Alon, a former Brazilian Jiu-Jitsu champion, leverages his expertise in OS internals and reverse engineering to dissect Windows Update mechanisms. Inspired by the BlackLotus UEFI bootkit, which bypassed Secure Boot via downgrades, he investigates whether similar vulnerabilities plague other components. His findings reveal a systemic design flaw, enabling unprivileged attackers to manipulate updates and disable protections like Virtualization-Based Security (VBS).
The implications are profound: downgraded systems report as fully updated, evade recovery tools, and block future patches, leaving them exposed to thousands of known vulnerabilities.
BlackLotus and the Downgrade Threat
Alon traces the research to BlackLotus, which exploited a patched Secure Boot flaw by reverting components. Secure Boot verifies boot chain signatures, but BlackLotus’s downgrade bypassed this, prompting Alon to probe Windows Updates for similar weaknesses.
He discovers that update packages, lacking robust validation, allow crafted downgrades. By manipulating update manifests, attackers revert critical files, exploiting old vulnerabilities without triggering alerts.

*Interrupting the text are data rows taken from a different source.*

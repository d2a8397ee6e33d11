//! Per-session working cache for seismic event analysis.
//!
//! Each analyst session edits events and detections in a private overlay on
//! top of the shared store. Edits are staged locally, recorded in a history
//! ledger for undo/redo, checked for association conflicts, and only reach
//! other sessions once committed.
//!
//! # Key Types
//!
//! - [`WorkingCache`] -- The overlay, its association view and its history
//! - [`CacheConfig`] -- Undoable actions and the conflict lock switch
//! - [`UndoOutcome`] -- Entities touched by an undo or redo
//! - [`DetectionContext`] -- A detection with its event and displayed revision
//! - [`ConflictingRevision`] -- One side of a detection conflict

pub mod cache;
pub mod config;
pub mod error;
pub mod restore;

pub use cache::{CachedEntity, ConflictingRevision, DetectionContext, UndoOutcome, WorkingCache};
pub use config::CacheConfig;
pub use error::{CacheError, CacheResult};
pub use restore::apply_restore;
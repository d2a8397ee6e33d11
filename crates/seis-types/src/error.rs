use thiserror::Error;

use crate::entity::EntityKind;

/// Errors produced by type operations.
#[derive(Debug, Error, PartialEq, Eq)]
pub enum TypeError {
    #[error("invalid identifier: {0}")]
    InvalidId(String),

    #[error("entity kind mismatch: expected {expected}, got {actual}")]
    KindMismatch {
        expected: EntityKind,
        actual: EntityKind,
    },
}
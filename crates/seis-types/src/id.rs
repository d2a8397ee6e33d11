use std::fmt;

use serde::{Deserialize, Serialize};

macro_rules! uuid_id {
    ($(#[$meta:meta])* $name:ident) => {
        $(#[$meta])*
        #[derive(Clone, Copy, PartialEq, Eq, Hash, PartialOrd, Ord, Serialize, Deserialize)]
        #[serde(transparent)]
        pub struct $name(uuid::Uuid);

        impl $name {
            /// Generate a new time-ordered identifier (UUID v7).
            pub fn new() -> Self {
                Self(uuid::Uuid::now_v7())
            }

            /// Create from an existing UUID.
            pub fn from_uuid(uuid: uuid::Uuid) -> Self {
                Self(uuid)
            }

            /// The nil identifier. Never accepted by the shared store.
            pub fn nil() -> Self {
                Self(uuid::Uuid::nil())
            }

            /// The underlying UUID.
            pub fn as_uuid(&self) -> &uuid::Uuid {
                &self.0
            }

            /// Returns `true` for the nil identifier.
            pub fn is_nil(&self) -> bool {
                self.0.is_nil()
            }

            /// Short representation (first 8 characters of UUID).
            pub fn short_id(&self) -> String {
                self.0.to_string()[..8].to_string()
            }
        }

        impl Default for $name {
            fn default() -> Self {
                Self::new()
            }
        }

        impl fmt::Debug for $name {
            fn fmt(&self, f: &mut fmt::Formatter<'_>) -> fmt::Result {
                write!(f, "{}({})", stringify!($name), self.short_id())
            }
        }

        impl fmt::Display for $name {
            fn fmt(&self, f: &mut fmt::Formatter<'_>) -> fmt::Result {
                write!(f, "{}", self.0)
            }
        }

        impl std::str::FromStr for $name {
            type Err = crate::error::TypeError;

            fn from_str(s: &str) -> Result<Self, Self::Err> {
                uuid::Uuid::parse_str(s)
                    .map(Self)
                    .map_err(|e| crate::error::TypeError::InvalidId(format!("{s}: {e}")))
            }
        }
    };
}

uuid_id! {
    /// Identity of an event or a signal detection.
    EntityId
}

uuid_id! {
    /// Identity of one revision (hypothesis) of an entity.
    RevisionId
}

uuid_id! {
    /// Identity of an association record. Rejection is permanent per id.
    AssociationId
}

uuid_id! {
    /// Identity of a history ledger entry.
    HistoryId
}

uuid_id! {
    /// Identity of a single change inside a history entry.
    ChangeId
}

uuid_id! {
    /// Identity of an analyst session.
    SessionId
}

#[cfg(test)]
mod tests {
    use super::*;

    #[test]
    fn fresh_ids_are_distinct() {
        let a = EntityId::new();
        let b = EntityId::new();
        assert_ne!(a, b);
        assert_eq!(a.as_uuid().get_version_num(), 7);
    }

    #[test]
    fn short_id_is_prefix_of_display() {
        let id = RevisionId::new();
        assert_eq!(id.short_id().len(), 8);
        assert!(id.to_string().starts_with(&id.short_id()));
        assert!(format!("{id:?}").starts_with("RevisionId("));
    }

    #[test]
    fn nil_is_detected() {
        assert!(EntityId::nil().is_nil());
        assert!(!EntityId::new().is_nil());
    }

    #[test]
    fn parse_round_trip() {
        let id = HistoryId::new();
        let parsed: HistoryId = id.to_string().parse().unwrap();
        assert_eq!(parsed, id);
        assert!("not-a-uuid".parse::<HistoryId>().is_err());
    }

    #[test]
    fn serde_is_transparent() {
        let id = AssociationId::new();
        let json = serde_json::to_string(&id).unwrap();
        assert_eq!(json, format!("\"{id}\""));
    }
}
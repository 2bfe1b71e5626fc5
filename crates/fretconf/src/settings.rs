//! Config sections: where the data lives, query defaults, and logging.

use serde::{Deserialize, Serialize};
use std::path::PathBuf;

/// Data file locations.
#[derive(Debug, Clone, Default, PartialEq, Eq, Serialize, Deserialize)]
pub struct PathsConfig {
    /// Chord catalog JSON. No default; commands that need a catalog fail
    /// without one.
    #[serde(default)]
    pub catalog: Option<PathBuf>,

    /// Mood/style/mode tables TOML, layered over the built-in tables.
    #[serde(default)]
    pub tables: Option<PathBuf>,
}

/// Values used when a command leaves them unspecified.
#[derive(Debug, Clone, PartialEq, Eq, Serialize, Deserialize)]
pub struct DefaultsConfig {
    /// Default: C
    #[serde(default = "DefaultsConfig::default_key")]
    pub key: String,

    /// Default: ionian
    #[serde(default = "DefaultsConfig::default_mode")]
    pub mode: String,

    /// "beginner", "advanced" or "all". Default: all
    #[serde(default = "DefaultsConfig::default_difficulty")]
    pub difficulty: String,

    /// "name", "difficulty", "root" or "quality". Default: name
    #[serde(default = "DefaultsConfig::default_sort_by")]
    pub sort_by: String,

    /// Default: 6
    #[serde(default = "DefaultsConfig::default_max_related")]
    pub max_related: usize,
}

impl DefaultsConfig {
    fn default_key() -> String {
        "C".to_string()
    }

    fn default_mode() -> String {
        "ionian".to_string()
    }

    fn default_difficulty() -> String {
        "all".to_string()
    }

    fn default_sort_by() -> String {
        "name".to_string()
    }

    fn default_max_related() -> usize {
        fretwise::DEFAULT_MAX_RELATED
    }
}

impl Default for DefaultsConfig {
    fn default() -> Self {
        Self {
            key: Self::default_key(),
            mode: Self::default_mode(),
            difficulty: Self::default_difficulty(),
            sort_by: Self::default_sort_by(),
            max_related: Self::default_max_related(),
        }
    }
}

#[derive(Debug, Clone, PartialEq, Eq, Serialize, Deserialize)]
pub struct LoggingConfig {
    /// An `EnvFilter` directive. Default: info
    #[serde(default = "LoggingConfig::default_level")]
    pub level: String,
}

impl LoggingConfig {
    fn default_level() -> String {
        "info".to_string()
    }
}

impl Default for LoggingConfig {
    fn default() -> Self {
        Self {
            level: Self::default_level(),
        }
    }
}
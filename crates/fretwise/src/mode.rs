//! Mode definitions: interval pattern plus per-degree chord qualities and
//! roman numerals.
//!
//! A [`ModeTable`] is built once (standard church modes plus the two
//! common minor variants, optionally extended from config) and passed by
//! reference to the engines. Nothing here is global or mutable after load.

use serde::{Deserialize, Serialize};

use crate::error::ModeError;
use crate::quality::ChordQuality;

use crate::quality::ChordQuality::{
    Augmented as AUG, AugmentedMajor7 as MAJ7_SHARP5, Diminished as DIM, Diminished7 as DIM7,
    Dominant7 as DOM7, HalfDiminished7 as M7B5, Major as MAJ, Major7 as MAJ7, Minor as MIN,
    Minor7 as MIN7, MinorMajor7 as MMAJ7,
};

/// One mode: seven ascending intervals from the root and, for each degree,
/// the triad quality, seventh-chord quality and roman numeral.
#[derive(Debug, Clone, PartialEq, Eq, Serialize)]
pub struct ModeDefinition {
    id: String,
    name: String,
    intervals: [u8; 7],
    triads: [ChordQuality; 7],
    sevenths: [ChordQuality; 7],
    numerals: [String; 7],
}

/// Mode as written in a tables file, before validation.
#[derive(Debug, Clone, Default, Deserialize)]
pub struct ModeSpec {
    #[serde(default)]
    pub name: Option<String>,
    pub intervals: Vec<u8>,
    pub triads: Vec<String>,
    pub sevenths: Vec<String>,
    pub numerals: Vec<String>,
}

impl ModeDefinition {
    /// Build a mode, checking that the intervals start at 0, strictly
    /// increase, stay within an octave, and that every sequence has 7 entries.
    pub fn new(
        id: &str,
        name: &str,
        intervals: &[u8],
        triads: &[ChordQuality],
        sevenths: &[ChordQuality],
        numerals: &[&str],
    ) -> Result<Self, ModeError> {
        let id = id.trim().to_lowercase();
        if id.is_empty() {
            return Err(ModeError::EmptyId);
        }

        let intervals = seven(&id, "intervals", intervals)?;
        let triads = seven(&id, "triads", triads)?;
        let sevenths = seven(&id, "sevenths", sevenths)?;
        let numerals: [&str; 7] = seven(&id, "numerals", numerals)?;

        if intervals[0] != 0 {
            return Err(ModeError::NonZeroRoot {
                id,
                first: intervals[0],
            });
        }
        for (i, &value) in intervals.iter().enumerate() {
            if value > 11 {
                return Err(ModeError::IntervalOutOfRange {
                    id,
                    degree: i + 1,
                    value,
                });
            }
            if i > 0 && value <= intervals[i - 1] {
                return Err(ModeError::NotAscending { id, degree: i + 1 });
            }
        }

        Ok(Self {
            name: name.to_string(),
            intervals,
            triads,
            sevenths,
            numerals: numerals.map(str::to_string),
            id,
        })
    }

    /// Validate a [`ModeSpec`] read from config.
    pub fn from_spec(id: &str, spec: &ModeSpec) -> Result<Self, ModeError> {
        let parse_all = |names: &[String]| -> Result<Vec<ChordQuality>, ModeError> {
            names
                .iter()
                .map(|n| {
                    n.parse::<ChordQuality>().map_err(|source| ModeError::Quality {
                        id: id.to_string(),
                        source,
                    })
                })
                .collect()
        };
        let triads = parse_all(&spec.triads)?;
        let sevenths = parse_all(&spec.sevenths)?;
        let numerals: Vec<&str> = spec.numerals.iter().map(String::as_str).collect();
        let name = spec.name.clone().unwrap_or_else(|| id.to_string());

        Self::new(id, &name, &spec.intervals, &triads, &sevenths, &numerals)
    }

    pub fn id(&self) -> &str {
        &self.id
    }

    pub fn name(&self) -> &str {
        &self.name
    }

    pub fn intervals(&self) -> &[u8; 7] {
        &self.intervals
    }

    pub fn triads(&self) -> &[ChordQuality; 7] {
        &self.triads
    }

    pub fn sevenths(&self) -> &[ChordQuality; 7] {
        &self.sevenths
    }

    pub fn numerals(&self) -> &[String; 7] {
        &self.numerals
    }
}

fn seven<T: Copy>(id: &str, field: &'static str, values: &[T]) -> Result<[T; 7], ModeError> {
    values.try_into().map_err(|_| ModeError::WrongLength {
        id: id.to_string(),
        field,
        len: values.len(),
    })
}

/// All known modes, looked up case-insensitively by id or alias.
#[derive(Debug, Clone)]
pub struct ModeTable {
    modes: Vec<ModeDefinition>,
    aliases: Vec<(String, String)>,
}

impl ModeTable {
    /// The seven church modes plus harmonic and melodic minor.
    /// `major` and `minor` alias ionian and aeolian.
    pub fn standard() -> Self {
        let modes = vec![
            builtin(
                "ionian",
                "Ionian (major)",
                [0, 2, 4, 5, 7, 9, 11],
                [MAJ, MIN, MIN, MAJ, MAJ, MIN, DIM],
                [MAJ7, MIN7, MIN7, MAJ7, DOM7, MIN7, M7B5],
                ["I", "ii", "iii", "IV", "V", "vi", "vii°"],
            ),
            builtin(
                "dorian",
                "Dorian",
                [0, 2, 3, 5, 7, 9, 10],
                [MIN, MIN, MAJ, MAJ, MIN, DIM, MAJ],
                [MIN7, MIN7, MAJ7, DOM7, MIN7, M7B5, MAJ7],
                ["i", "ii", "III", "IV", "v", "vi°", "VII"],
            ),
            builtin(
                "phrygian",
                "Phrygian",
                [0, 1, 3, 5, 7, 8, 10],
                [MIN, MAJ, MAJ, MIN, DIM, MAJ, MIN],
                [MIN7, MAJ7, DOM7, MIN7, M7B5, MAJ7, MIN7],
                ["i", "II", "III", "iv", "v°", "VI", "vii"],
            ),
            builtin(
                "lydian",
                "Lydian",
                [0, 2, 4, 6, 7, 9, 11],
                [MAJ, MAJ, MIN, DIM, MAJ, MIN, MIN],
                [MAJ7, DOM7, MIN7, M7B5, MAJ7, MIN7, MIN7],
                ["I", "II", "iii", "iv°", "V", "vi", "vii"],
            ),
            builtin(
                "mixolydian",
                "Mixolydian",
                [0, 2, 4, 5, 7, 9, 10],
                [MAJ, MIN, DIM, MAJ, MIN, MIN, MAJ],
                [DOM7, MIN7, M7B5, MAJ7, MIN7, MIN7, MAJ7],
                ["I", "ii", "iii°", "IV", "v", "vi", "VII"],
            ),
            builtin(
                "aeolian",
                "Aeolian (natural minor)",
                [0, 2, 3, 5, 7, 8, 10],
                [MIN, DIM, MAJ, MIN, MIN, MAJ, MAJ],
                [MIN7, M7B5, MAJ7, MIN7, MIN7, MAJ7, DOM7],
                ["i", "ii°", "III", "iv", "v", "VI", "VII"],
            ),
            builtin(
                "locrian",
                "Locrian",
                [0, 1, 3, 5, 6, 8, 10],
                [DIM, MAJ, MIN, MIN, MAJ, MAJ, MIN],
                [M7B5, MAJ7, MIN7, MIN7, MAJ7, DOM7, MIN7],
                ["i°", "II", "iii", "iv", "V", "VI", "vii"],
            ),
            builtin(
                "harmonic-minor",
                "Harmonic minor",
                [0, 2, 3, 5, 7, 8, 11],
                [MIN, DIM, AUG, MIN, MAJ, MAJ, DIM],
                [MMAJ7, M7B5, MAJ7_SHARP5, MIN7, DOM7, MAJ7, DIM7],
                ["i", "ii°", "III+", "iv", "V", "VI", "vii°"],
            ),
            builtin(
                "melodic-minor",
                "Melodic minor",
                [0, 2, 3, 5, 7, 9, 11],
                [MIN, MIN, AUG, MAJ, MAJ, DIM, DIM],
                [MMAJ7, MIN7, MAJ7_SHARP5, DOM7, DOM7, M7B5, M7B5],
                ["i", "ii", "III+", "IV", "V", "vi°", "vii°"],
            ),
        ];

        Self {
            modes,
            aliases: vec![
                ("major".to_string(), "ionian".to_string()),
                ("minor".to_string(), "aeolian".to_string()),
                ("natural-minor".to_string(), "aeolian".to_string()),
            ],
        }
    }

    /// Add a mode, replacing any existing mode with the same id.
    pub fn insert(&mut self, mode: ModeDefinition) {
        match self.modes.iter_mut().find(|m| m.id == mode.id) {
            Some(existing) => *existing = mode,
            None => self.modes.push(mode),
        }
    }

    pub fn get(&self, id: &str) -> Option<&ModeDefinition> {
        let id = id.trim().to_lowercase();
        let target = self
            .aliases
            .iter()
            .find(|(alias, _)| *alias == id)
            .map(|(_, target)| target.as_str())
            .unwrap_or(&id);
        self.modes.iter().find(|m| m.id == target)
    }

    pub fn iter(&self) -> impl Iterator<Item = &ModeDefinition> {
        self.modes.iter()
    }

    pub fn len(&self) -> usize {
        self.modes.len()
    }

    pub fn is_empty(&self) -> bool {
        self.modes.is_empty()
    }
}

impl Default for ModeTable {
    fn default() -> Self {
        Self::standard()
    }
}

fn builtin(
    id: &str,
    name: &str,
    intervals: [u8; 7],
    triads: [ChordQuality; 7],
    sevenths: [ChordQuality; 7],
    numerals: [&str; 7],
) -> ModeDefinition {
    ModeDefinition {
        id: id.to_string(),
        name: name.to_string(),
        intervals,
        triads,
        sevenths,
        numerals: numerals.map(str::to_string),
    }
}

#[cfg(test)]
mod tests {
    use super::*;
    use pretty_assertions::assert_eq;

    #[test]
    fn standard_modes_pass_validation() {
        for mode in ModeTable::standard().iter() {
            let numerals: Vec<&str> = mode.numerals().iter().map(String::as_str).collect();
            let rebuilt = ModeDefinition::new(
                mode.id(),
                mode.name(),
                mode.intervals(),
                mode.triads(),
                mode.sevenths(),
                &numerals,
            );
            assert_eq!(rebuilt.as_ref(), Ok(mode));
        }
    }

    #[test]
    fn aliases_and_case() {
        let table = ModeTable::standard();
        assert_eq!(table.get("major").map(|m| m.id()), Some("ionian"));
        assert_eq!(table.get("Minor").map(|m| m.id()), Some("aeolian"));
        assert_eq!(table.get(" DORIAN ").map(|m| m.id()), Some("dorian"));
        assert!(table.get("bebop").is_none());
    }

    #[test]
    fn rejects_bad_intervals() {
        let q = [MAJ; 7];
        let n = ["I"; 7];
        assert_eq!(
            ModeDefinition::new("x", "x", &[1, 2, 3, 4, 5, 6, 7], &q, &q, &n),
            Err(ModeError::NonZeroRoot {
                id: "x".into(),
                first: 1
            })
        );
        assert_eq!(
            ModeDefinition::new("x", "x", &[0, 2, 2, 5, 7, 9, 11], &q, &q, &n),
            Err(ModeError::NotAscending {
                id: "x".into(),
                degree: 3
            })
        );
        assert_eq!(
            ModeDefinition::new("x", "x", &[0, 2, 4, 5, 7, 9, 12], &q, &q, &n),
            Err(ModeError::IntervalOutOfRange {
                id: "x".into(),
                degree: 7,
                value: 12
            })
        );
        assert_eq!(
            ModeDefinition::new("x", "x", &[0, 2, 4, 5, 7, 9], &q, &q, &n),
            Err(ModeError::WrongLength {
                id: "x".into(),
                field: "intervals",
                len: 6
            })
        );
        assert_eq!(
            ModeDefinition::new("  ", "x", &[0, 2, 4, 5, 7, 9, 11], &q, &q, &n),
            Err(ModeError::EmptyId)
        );
    }

    #[test]
    fn spec_parses_quality_aliases() {
        let spec = ModeSpec {
            name: Some("Hirajoshi-ish".into()),
            intervals: vec![0, 2, 3, 5, 7, 8, 10],
            triads: ["min", "dim", "maj", "min", "min", "maj", "maj"]
                .map(String::from)
                .to_vec(),
            sevenths: ["m7", "m7b5", "maj7", "m7", "m7", "maj7", "7"]
                .map(String::from)
                .to_vec(),
            numerals: ["i", "ii°", "III", "iv", "v", "VI", "VII"]
                .map(String::from)
                .to_vec(),
        };
        let mode = ModeDefinition::from_spec("Custom", &spec).unwrap();
        assert_eq!(mode.id(), "custom");
        assert_eq!(mode.sevenths()[6], DOM7);

        let mut table = ModeTable::standard();
        let before = table.len();
        table.insert(mode);
        assert_eq!(table.len(), before + 1);
        assert!(table.get("CUSTOM").is_some());
    }

    #[test]
    fn spec_rejects_unknown_quality() {
        let spec = ModeSpec {
            name: None,
            intervals: vec![0, 2, 4, 5, 7, 9, 11],
            triads: vec!["weird".into(); 7],
            sevenths: vec!["7".into(); 7],
            numerals: vec!["I".into(); 7],
        };
        assert!(matches!(
            ModeDefinition::from_spec("odd", &spec),
            Err(ModeError::Quality { .. })
        ));
    }
}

Compromising the Virtualization Stack
Targeting Hyper-V, Secure Kernel, and Credential Guard, Alon achieves downgrades that expose privilege escalations. VBS, designed to isolate sensitive operations, relies on UEFI locks, yet his methods disable these protections, a first in known research.
The attack exploits design flaws allowing less privileged rings to update higher ones, a remnant since VBS’s 2015 debut. Demonstrations show downgraded hypervisors, undermining Windows’ security architecture.
Restoration Vulnerabilities
A secondary flaw in update restoration scenarios amplifies the threat. Unprivileged users can trigger rollbacks, embedding malicious updates that persist across reboots. Recovery tools fail to detect these, as the system registers as compliant.
Alon’s Windows Downdate tool automates this, crafting updates that downgrade entire systems, from drivers to kernels, without administrative rights.
Industry Implications and Mitigations
The research exposes a gap in downgrade attack awareness. Alon urges thorough design reviews, emphasizing that unexamined surfaces, like update mechanisms, harbor risks. Linux and macOS may face similar threats, necessitating preemptive scrutiny.
Mitigations include enhanced validation, privilege restrictions, and monitoring for anomalous updates. His findings, shared responsibly with Microsoft, highlight the need for systemic changes to restore trust in patching.